Durante días, continuo el estéril interrogatorio. Sus palabras chocaban con la resistencia de un muro inquebrantable, que parecía resistir todos los dolores que le infligían. No había palabra o frase que cercenara la convicción del reo de que tenia razón. Tan solo el tiempo pasaba, a la vez que su estado físico empeoraba. Hasta que un día, el que pareció rendirse fue el interrogador.
-No puedo contigo, ¿no lo entiendes? Solo puedes rendirte. No vas a conseguir más que dolor si sigues así. No hay otro camino. Debes desistir en tu actitud. ¿Qué vas a conseguir? Lo has perdido todo. Nada hay detrás de esta fría celda que te espere. Nunca conseguirás lo que querías. El sistema te ha vencido como siempre vence. Solo un inepto podría intentar otra cosa. Las cosas son como son. ¿No lo comprendes? ¿Por qué no paras?
El reo por primera vez esbozó una sonrisa, pero no dijo nada.
Durante dos meses continúo el asedio moral al reo. Durante ese tiempo el letrado usó todo lo posible para minar su ánimo, para derrotarle y lograr que cejara en su resistencia, pero solo la misma sonrisa enigmática obtuvo por respuesta. Lo que en un principio fue un logro, se convirtió en una tortura mismamente para el interrogador. Sentía que se reía de él, que le menos preciaba. Su trabajo fue puesto en duda por sus superiores. Él, que nunca había fallado, estaba siendo derrotado por un mamo trecho lleno de cicatrices que era incapaz de rechistar cuando le torturaban, pero que no perdía su sonrisa ni a base de golpes.
Finalmente, arruinado y desesperado, el letrado perdió los papeles. Una vez a solas con él  en su celda, cuando el carcelero los abandonó cerrando la puerta como tantas veces, lo tomó por el cuello, le golpeo en la entrepierna y lo levantó. Introdujo un arma que había camuflado entre sus papeles en la garganta del prisionero, y amartillándola le gritó al oído.
-Escúchame estúpido: vas a rendirte, no conseguirás nada. No lograras nada más que sufrimiento, pero no vas a arrastrarme contigo. Estamos tú y yo solos aquí, y nadie más va a venir a rescatarte. Solo te queda morir con un mínimo de rapidez, o pudrirte aquí donde te han abandonado. ¿Vale la pena? ¿En serio crees que vale la pena? ¡Desiste!, ¡ríndete!
Lo lanzó contra la esquina, donde cayó de bruces. Le costaba respirar por el esfuerzo de levantarlo, pero a pesar de eso vio como el reo se erguía. Parecía más grande de lo que había imaginado. Intentó levantar el arma, pero no pudo. Lo tomo con violencia y lo sentó en la silla. El carcelero se había convertido en reo, y temió por primera vez por su vida. El arma había caído de su mano, paralizada por el temor. El sujeto que durante meses había estado inerte, muerto en vida, pero sonriente, acercó sus labios a su oído y habló por primera vez en meses:
-¿Podría usted dejar de respirar si ya esta muerto? Valía la pena, cada palabra, cada pensamiento y cada gesto. Valió la pena sentirse vivo por una vez.

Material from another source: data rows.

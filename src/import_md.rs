//! One-shot migration of markdown session files into the relational
//! store.
//!
//! Session files are named `YYYY-MM-DD-<project>.md`; anything else is
//! skipped, as are the format-template files. A file already imported for
//! the same (project, date) pair is skipped, so re-running the migration
//! is safe. Decision bullets become insight rows along the way.

use std::path::{Path, PathBuf};

use anyhow::{bail, Result};
use serde_json::{json, Value};
use sqlx::SqlitePool;

use crate::chunker::file_meta;
use crate::config::Config;
use crate::db;
use crate::memory::{self, InsightEntry, SessionEntry};

const SKIP_FILES: &[&str] = &["session-format.md", "main-memory-format.md"];

const MIN_INSIGHT_CHARS: usize = 10;

fn heading(line: &str) -> Option<(usize, &str)> {
    let hashes = line.bytes().take_while(|&b| b == b'#').count();
    if hashes == 0 || hashes > 6 {
        return None;
    }
    let rest = &line[hashes..];
    if !rest.starts_with(' ') && !rest.starts_with('\t') {
        return None;
    }
    let title = rest.trim();
    if title.is_empty() {
        return None;
    }
    Some((hashes, title))
}

/// Body of the `header` section at the given heading level. Deeper
/// headings stay inside the section; a heading at the same or shallower
/// level ends it.
pub fn parse_section(text: &str, header: &str, level: usize) -> String {
    let mut out: Vec<&str> = Vec::new();
    let mut in_section = false;

    for line in text.lines() {
        if !in_section {
            if let Some((l, title)) = heading(line) {
                if l == level && title == header {
                    in_section = true;
                }
            }
            continue;
        }
        if let Some((l, _)) = heading(line) {
            if l <= level {
                break;
            }
        }
        out.push(line);
    }

    out.join("\n").trim().to_string()
}

/// `## Session N: ...` sub-headers inside a multi-session file.
fn is_session_header(line: &str) -> bool {
    match heading(line) {
        Some((2, title)) => title
            .strip_prefix("Session ")
            .map(|rest| rest.starts_with(|c: char| c.is_ascii_digit()))
            .unwrap_or(false),
        _ => false,
    }
}

fn append_block(target: &mut String, block: &str) {
    if block.is_empty() {
        return;
    }
    if !target.is_empty() {
        target.push_str("\n\n");
    }
    target.push_str(block);
}

/// Split a file into the text before the first `## Session N:` header and
/// one block per sub-session. A file without such headers is all preamble.
fn split_sessions(text: &str) -> (String, Vec<String>) {
    let mut preamble = String::new();
    let mut blocks: Vec<String> = Vec::new();
    let mut current: Option<String> = None;

    for line in text.lines() {
        if is_session_header(line) {
            if let Some(block) = current.take() {
                blocks.push(block);
            }
            current = Some(String::new());
            continue;
        }
        let target = current.as_mut().unwrap_or(&mut preamble);
        target.push_str(line);
        target.push('\n');
    }
    if let Some(block) = current {
        blocks.push(block);
    }

    (preamble, blocks)
}

/// Parse one session file into a row. Returns `None` when the filename
/// does not carry a date. Multi-session files fold each sub-session's
/// `## Accomplished` / `## Files Changed` sections into the one row.
pub fn parse_session_file(text: &str, path: &Path) -> Option<SessionEntry> {
    let meta = file_meta(path);
    if meta.date.is_empty() {
        return None;
    }

    let (preamble, blocks) = split_sessions(text);

    let mut entry = SessionEntry {
        project: meta.project,
        date: meta.date,
        accomplished: parse_section(&preamble, "Accomplished", 2),
        files_changed: parse_section(&preamble, "Files Changed", 2),
        commits: parse_section(&preamble, "Commits", 2),
        decisions: parse_section(&preamble, "Decisions", 2),
        problems: parse_section(&preamble, "Problems and Solutions", 2),
        next_steps: parse_section(&preamble, "Next Steps", 2),
        duration: parse_section(&preamble, "Duration", 2),
        raw_markdown: text.to_string(),
    };

    for block in &blocks {
        append_block(
            &mut entry.accomplished,
            &parse_section(block, "Accomplished", 2),
        );
        append_block(
            &mut entry.files_changed,
            &parse_section(block, "Files Changed", 2),
        );
    }

    Some(entry)
}

/// Decision bullets worth keeping as standalone insight rows.
pub fn extract_insights(entry: &SessionEntry) -> Vec<InsightEntry> {
    entry
        .decisions
        .lines()
        .map(|line| line.trim().trim_start_matches(['-', '*', ' ']).trim())
        .filter(|line| line.chars().count() > MIN_INSIGHT_CHARS)
        .map(|line| InsightEntry {
            project: Some(entry.project.clone()),
            kind: "decision".to_string(),
            content: line.to_string(),
            context: format!("Session {}", entry.date),
            tags: entry.project.clone(),
        })
        .collect()
}

fn session_files(dir: &Path) -> Result<Vec<PathBuf>> {
    let mut files = Vec::new();
    if !dir.is_dir() {
        return Ok(files);
    }
    for entry in std::fs::read_dir(dir)? {
        let entry = entry?;
        let path = entry.path();
        let name = entry.file_name().to_string_lossy().to_string();
        if path.is_file()
            && name.ends_with(".md")
            && !SKIP_FILES.contains(&name.as_str())
        {
            files.push(path);
        }
    }
    files.sort();
    Ok(files)
}

async fn session_exists(pool: &SqlitePool, project: &str, date: &str) -> Result<bool> {
    let exists: i64 =
        sqlx::query_scalar("SELECT EXISTS(SELECT 1 FROM sessions WHERE project = ? AND date = ?)")
            .bind(project)
            .bind(date)
            .fetch_one(pool)
            .await?;
    Ok(exists != 0)
}

/// Import session markdown under the memory root into the relational
/// store. The database must already be initialized.
pub async fn run_import(config: &Config) -> Result<Value> {
    if !config.db.path.exists() {
        bail!("Database not found. Run: memstack init");
    }
    let pool = db::connect(config).await?;

    let sessions_dir = config.memory.sessions_dir();
    let mut files = session_files(&sessions_dir)?;
    files.extend(session_files(&sessions_dir.join("archive"))?);

    let mut imported = 0usize;
    let mut insights = 0usize;
    let mut skipped = 0usize;

    for file in &files {
        let text = std::fs::read_to_string(file)?;
        let Some(entry) = parse_session_file(&text, file) else {
            tracing::debug!(file = %file.display(), "skipping non-session file");
            skipped += 1;
            continue;
        };

        if session_exists(&pool, &entry.project, &entry.date).await? {
            skipped += 1;
            continue;
        }

        memory::add_session(&pool, &entry).await?;
        imported += 1;

        for insight in extract_insights(&entry) {
            memory::add_insight(&pool, &insight).await?;
            insights += 1;
        }
    }

    tracing::info!(imported, insights, skipped, "migration complete");
    Ok(json!({
        "ok": true,
        "sessions_imported": imported,
        "insights_extracted": insights,
        "skipped": skipped,
    }))
}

Le dejó allí. Le había vencido. Cuando pensaba que iba a matarle y verter en él todo su rencor, simplemente volvió a su rincón, tan oscuro, tan frío, tan lejano al calor humano dejando pasar el tiempo. Tan solo mantuvo su sonrisa, esa sonrisa que le había sacado de quicio. Y comprendió porque sonreía. Comprendió que mientras él era una pieza más del engranaje, mientras que él se aferraba a una vida que no podía considerarse como tal, aquel desgraciado, aquel condenado a morir antes o después, aquel hombre lleno de cicatrices y que tanto había padecido y al que tanto le quedaba por padecer, podía decir que había vivido. Y sintió pena por sí mismo.